● **What the task requires**: A verbatim copy of the entries is the required answer.

Collected data
----------------

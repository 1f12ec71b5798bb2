pub mod batch;
pub mod bot;
pub mod config;
pub mod error;
pub mod external;
pub mod format;
pub mod ports;
pub mod router;

pub use batch::{BatchRunner, BatchSummary};
pub use bot::{IncomingMessage, Listener, VimHelpBot, PLUGIN_MANAGER_UNAVAILABLE};
pub use config::BotConfig;
pub use error::{code, Result, VimHelpError};
pub use format::{Formatter, PluginVerb};
pub use ports::{HelpSearch, PluginRepository, ResponseSink, RuntimePathProvider, UpdateInfo};
pub use router::{CommandRouter, Resolution};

----------------

● **Task result**:
repository 1f12ec71b5798bb2
pub mod batch;
pub mod bot;
pub mod config;
pub mod error;
pub mod external;
pub mod format;
pub mod ports;
pub mod router;

pub use batch::{BatchRunner, BatchSummary};
pub use bot::{IncomingMessage, Listener, VimHelpBot, PLUGIN_MANAGER_UNAVAILABLE};
pub use config::BotConfig;
pub use error::{code, Result, VimHelpError};
pub use format::{Formatter, PluginVerb};
pub use ports::{HelpSearch, PluginRepository, ResponseSink, RuntimePathProvider, UpdateInfo};
pub use router::{CommandRouter, Resolution};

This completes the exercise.